= Bohumil Šťastný =

Czech photojournalist

Bohumil Šťastný (15 June 1905, in Prague – 15 June 1991, in Prague) was a Czech photojournalist, a founder of Czech photojournalism. He concentrated mainly on photographic essays, but he created also still-lifes, portraits, photographs of architecture and advertising photographs. Since the 1930s he was one of the pioneers of the technique of the color photography. He used also some elements of the avant-garde methods in his works.

==Biography==

Šťastný studied at the Střední průmyslová škola grafická in Prague, and after he finished his studies, he worked at the Barrandov Studios. Since 1926 he worked as a photographer for the journal Pestrý týden. In the editorial team of Pestrý týden he collaborated with Milena Jesenská, Adolf Hoffmeister, Bohumil Markalous and others. Šťastný simultaneously documented Prague culture life, exhibitions etc. Since 1928 he devoted himself to medical photography.

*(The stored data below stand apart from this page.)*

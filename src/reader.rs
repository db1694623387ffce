use std::collections::VecDeque;
use std::sync::Arc;

use log::debug;
use parking_lot::{Condvar, Mutex};

use crate::dispatch::SectionGate;
use crate::error::{Error, Result};
use crate::event::{ControlEvent, ReplEvent};
use crate::watermark::Watermark;

/// What a partition reader hands its consumer.
#[derive(Clone, Debug)]
pub enum QueueItem {
    /// A data event routed to this partition.
    Event(Arc<ReplEvent>),
    /// A control marker broadcast by the dispatcher.
    Control(ControlEvent),
}

impl QueueItem {
    /// The seqno the item is ordered at.
    pub fn seqno(&self) -> u64 {
        match self {
            QueueItem::Event(ev) => ev.seqno(),
            QueueItem::Control(c) => c.seqno,
        }
    }
}

/// Which queue the next item comes from. Decided under the reader lock,
/// consumed after the section gate has been cleared.
enum Front {
    Data(u64),
    Control,
}

struct ReaderState {
    data: VecDeque<Arc<ReplEvent>>,
    ctrl: VecDeque<ControlEvent>,
    closed: bool,
}

/// The queues of one partition: a bounded data FIFO fed by the
/// dispatcher's router and a bounded control FIFO fed by broadcasts.
/// Single producer (the dispatcher), single consumer (the partition
/// worker holding the [`PartitionReader`]).
pub(crate) struct ReaderCore {
    index: u32,
    max_data: usize,
    max_ctrl: usize,
    state: Mutex<ReaderState>,
    not_empty: Condvar,
    not_full: Condvar,
}

impl ReaderCore {
    pub(crate) fn new(index: u32, max_data: usize, max_ctrl: usize) -> ReaderCore {
        ReaderCore {
            index,
            max_data,
            max_ctrl,
            state: Mutex::new(ReaderState {
                data: VecDeque::new(),
                ctrl: VecDeque::new(),
                closed: false,
            }),
            not_empty: Condvar::new(),
            not_full: Condvar::new(),
        }
    }

    /// Enqueue a data event; blocks while the data queue is full.
    pub(crate) fn put_event(&self, event: Arc<ReplEvent>) -> Result<()> {
        let mut state = self.state.lock();
        while state.data.len() >= self.max_data && !state.closed {
            debug!("reader {} data queue full, producer waiting", self.index);
            self.not_full.wait(&mut state);
        }
        if state.closed {
            return Err(Error::Canceled);
        }
        state.data.push_back(event);
        self.not_empty.notify_one();
        Ok(())
    }

    /// Enqueue a control event; blocks while the control queue is full.
    pub(crate) fn put_control(&self, control: ControlEvent) -> Result<()> {
        let mut state = self.state.lock();
        while state.ctrl.len() >= self.max_ctrl && !state.closed {
            debug!("reader {} control queue full, producer waiting", self.index);
            self.not_full.wait(&mut state);
        }
        if state.closed {
            return Err(Error::Canceled);
        }
        state.ctrl.push_back(control);
        self.not_empty.notify_one();
        Ok(())
    }

    /// Decide which queue the next item comes from, blocking while both
    /// are empty. A closed reader drains its remaining items before
    /// reporting cancellation.
    fn wait_front(&self) -> Result<Front> {
        let mut state = self.state.lock();
        loop {
            match (state.data.front(), state.ctrl.front()) {
                // A control event at seqno S is delivered after every
                // data event with seqno < S and before any with seqno
                // > S; on a tie the data event goes first.
                (Some(d), Some(c)) if c.seqno < d.seqno() => return Ok(Front::Control),
                (Some(d), _) => return Ok(Front::Data(d.seqno())),
                (None, Some(_)) => return Ok(Front::Control),
                (None, None) if state.closed => return Err(Error::Canceled),
                (None, None) => self.not_empty.wait(&mut state),
            }
        }
    }

    fn pop_data(&self) -> Arc<ReplEvent> {
        let mut state = self.state.lock();
        let ev = state.data.pop_front().expect("data queue emptied under single consumer");
        self.not_full.notify_one();
        ev
    }

    fn pop_control(&self) -> ControlEvent {
        let mut state = self.state.lock();
        let c = state.ctrl.pop_front().expect("control queue emptied under single consumer");
        self.not_full.notify_one();
        c
    }

    /// Seqno of the oldest queued data event, if any. Consulted by the
    /// section gate when deciding whether this partition has drained
    /// everything ordered before a critical section.
    pub(crate) fn min_pending_data_seqno(&self) -> Option<u64> {
        self.state.lock().data.front().map(|ev| ev.seqno())
    }

    /// Current queue depths `(data, control)`.
    pub(crate) fn depths(&self) -> (usize, usize) {
        let state = self.state.lock();
        (state.data.len(), state.ctrl.len())
    }

    /// Wake both sides; subsequent puts fail and gets drain then fail.
    pub(crate) fn close(&self) {
        let mut state = self.state.lock();
        state.closed = true;
        self.not_empty.notify_all();
        self.not_full.notify_all();
    }
}

/// The consumer handle of one partition.
///
/// `get` merges the partition's data and control queues in seqno order
/// and enforces the critical-section gate: a data event ordered at or
/// after an unretired critical section owned by another partition is not
/// delivered until the section retires. Control events are position
/// markers and pass the gate freely.
pub struct PartitionReader {
    index: u32,
    core: Arc<ReaderCore>,
    gate: Arc<SectionGate>,
    watermark: Arc<Watermark>,
}

impl PartitionReader {
    pub(crate) fn new(
        index: u32,
        core: Arc<ReaderCore>,
        gate: Arc<SectionGate>,
        watermark: Arc<Watermark>,
    ) -> PartitionReader {
        PartitionReader {
            index,
            core,
            gate,
            watermark,
        }
    }

    /// Which partition this reader serves.
    pub fn index(&self) -> u32 {
        self.index
    }

    /// Next item in seqno order. Blocks on an empty reader, on the
    /// critical-section gate, and returns [`Error::Canceled`] once the
    /// queue has been shut down and drained.
    pub fn get(&mut self) -> Result<QueueItem> {
        match self.core.wait_front()? {
            Front::Control => Ok(QueueItem::Control(self.core.pop_control())),
            Front::Data(seqno) => {
                self.gate
                    .await_clearance(self.index, seqno, &self.watermark)?;
                let event = self.core.pop_data();
                self.gate.note_delivered(self.index, seqno);
                Ok(QueueItem::Event(event))
            }
        }
    }
}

During the World War II Šťastný photographed locations of German weapons V-1 and helped to inform Czechoslovak exile government in London. He also helped with documentation of the Prague uprising, his photographs of that event were published in 1946 in the book The New Vision by László Moholy-Nagy. Pestrý týden quit all activities in May 1945.

Bohumil Šťastný was a member of the Czech Photographic Society and from 1932 to 1948 he was a chairman of that institution. He died in Prague on 15 July 1991.